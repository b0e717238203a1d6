//! Validation utilities for credentials and throttling identifiers
//!
//! Password strength is evaluated by [`check_password`] / [`validate_password`]
//! (or [`require_strong_password`] where a typed error is wanted);
//! [`normalize_identifier`] and [`validate_identifier`] build the stable
//! identifiers the attempt tracker is keyed on.

use crate::error::ValidationError;
use regex::Regex;
use std::sync::LazyLock;
use thiserror::Error;

/// Minimum number of characters a password must contain
pub const MIN_PASSWORD_LENGTH: usize = 8;

/// The characters accepted by the special-character rule
pub const SPECIAL_CHARACTERS: &str = r#"!@#$%^&*(),.?":{}|<>"#;

static DIGIT_REGEX: LazyLock<Regex> =
    LazyLock::new(|| Regex::new(r"[0-9]").expect("Invalid digit regex pattern"));

static UPPERCASE_REGEX: LazyLock<Regex> =
    LazyLock::new(|| Regex::new(r"[A-Z]").expect("Invalid uppercase regex pattern"));

static SPECIAL_CHARACTER_REGEX: LazyLock<Regex> = LazyLock::new(|| {
    Regex::new(r#"[!@#$%^&*(),.?":{}|<>]"#).expect("Invalid special character regex pattern")
});

/// The first password rule a candidate password breaks.
///
/// Rules are checked in declaration order and only the first violation is reported.
#[derive(Debug, Clone, Copy, PartialEq, Eq, Error)]
pub enum PolicyViolation {
    #[error("Password must be at least 8 characters long")]
    TooShort,

    #[error("Password must contain at least one number")]
    MissingDigit,

    #[error("Password must contain at least one uppercase letter")]
    MissingUppercase,

    #[error("Password must contain at least one special character")]
    MissingSpecialCharacter,
}

/// Result of evaluating a password against the strength policy.
#[derive(Debug, Clone, PartialEq, Eq)]
pub struct PasswordValidation {
    pub valid: bool,
    pub message: Option<String>,
}

impl PasswordValidation {
    pub fn valid() -> Self {
        Self {
            valid: true,
            message: None,
        }
    }

    pub fn invalid(violation: PolicyViolation) -> Self {
        Self {
            valid: false,
            message: Some(violation.to_string()),
        }
    }
}

impl From<Result<(), PolicyViolation>> for PasswordValidation {
    fn from(result: Result<(), PolicyViolation>) -> Self {
        match result {
            Ok(()) => Self::valid(),
            Err(violation) => Self::invalid(violation),
        }
    }
}

/// Checks a password against the strength policy
///
/// # Password Requirements
///
/// 1. Minimum 8 characters
/// 2. At least one decimal digit
/// 3. At least one uppercase ASCII letter
/// 4. At least one character from [`SPECIAL_CHARACTERS`]
///
/// # Examples
///
/// ```rust
/// use tollgate_core::validation::{check_password, PolicyViolation};
///
/// assert!(check_password("Abcdef1!").is_ok());
/// assert_eq!(check_password("abcdefg1"), Err(PolicyViolation::MissingUppercase));
/// ```
pub fn check_password(password: &str) -> Result<(), PolicyViolation> {
    if password.chars().count() < MIN_PASSWORD_LENGTH {
        return Err(PolicyViolation::TooShort);
    }

    if !DIGIT_REGEX.is_match(password) {
        return Err(PolicyViolation::MissingDigit);
    }

    if !UPPERCASE_REGEX.is_match(password) {
        return Err(PolicyViolation::MissingUppercase);
    }

    if !SPECIAL_CHARACTER_REGEX.is_match(password) {
        return Err(PolicyViolation::MissingSpecialCharacter);
    }

    Ok(())
}

/// Evaluates a password and reports the outcome as a value.
///
/// # Examples
///
/// ```rust
/// use tollgate_core::validation::validate_password;
///
/// let result = validate_password("short");
/// assert!(!result.valid);
/// assert_eq!(
///     result.message.as_deref(),
///     Some("Password must be at least 8 characters long")
/// );
/// ```
pub fn validate_password(password: &str) -> PasswordValidation {
    check_password(password).into()
}

/// Like [`check_password`], but as a [`ValidationError`] for callers that propagate with `?`.
pub fn require_strong_password(password: &str) -> Result<(), ValidationError> {
    check_password(password)?;
    Ok(())
}

/// Produces the throttling key for a raw login name: trimmed and ASCII-lowercased.
///
/// ```rust
/// use tollgate_core::validation::normalize_identifier;
///
/// assert_eq!(normalize_identifier("  User@Example.COM "), "user@example.com");
/// ```
pub fn normalize_identifier(raw: &str) -> String {
    raw.trim().to_ascii_lowercase()
}

/// Normalizes an identifier and rejects one that is empty afterwards.
pub fn validate_identifier(raw: &str) -> Result<String, ValidationError> {
    let identifier = normalize_identifier(raw);
    if identifier.is_empty() {
        return Err(ValidationError::InvalidIdentifier(
            "identifier must not be empty".to_string(),
        ));
    }
    Ok(identifier)
}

◆ **WHAT NEEDS TO BE DONE**:
Exactly the lines from the one containing "pub fn normalize_identifier(raw: &str)" through the end of the records above are to be printed, and no others.

◆ **SOLUTION TO THIS PROBLEM**:
pub fn normalize_identifier(raw: &str) -> String {
    raw.trim().to_ascii_lowercase()
}

/// Normalizes an identifier and rejects one that is empty afterwards.
pub fn validate_identifier(raw: &str) -> Result<String, ValidationError> {
    let identifier = normalize_identifier(raw);
    if identifier.is_empty() {
        return Err(ValidationError::InvalidIdentifier(
            "identifier must not be empty".to_string(),
        ));
    }
    Ok(identifier)
}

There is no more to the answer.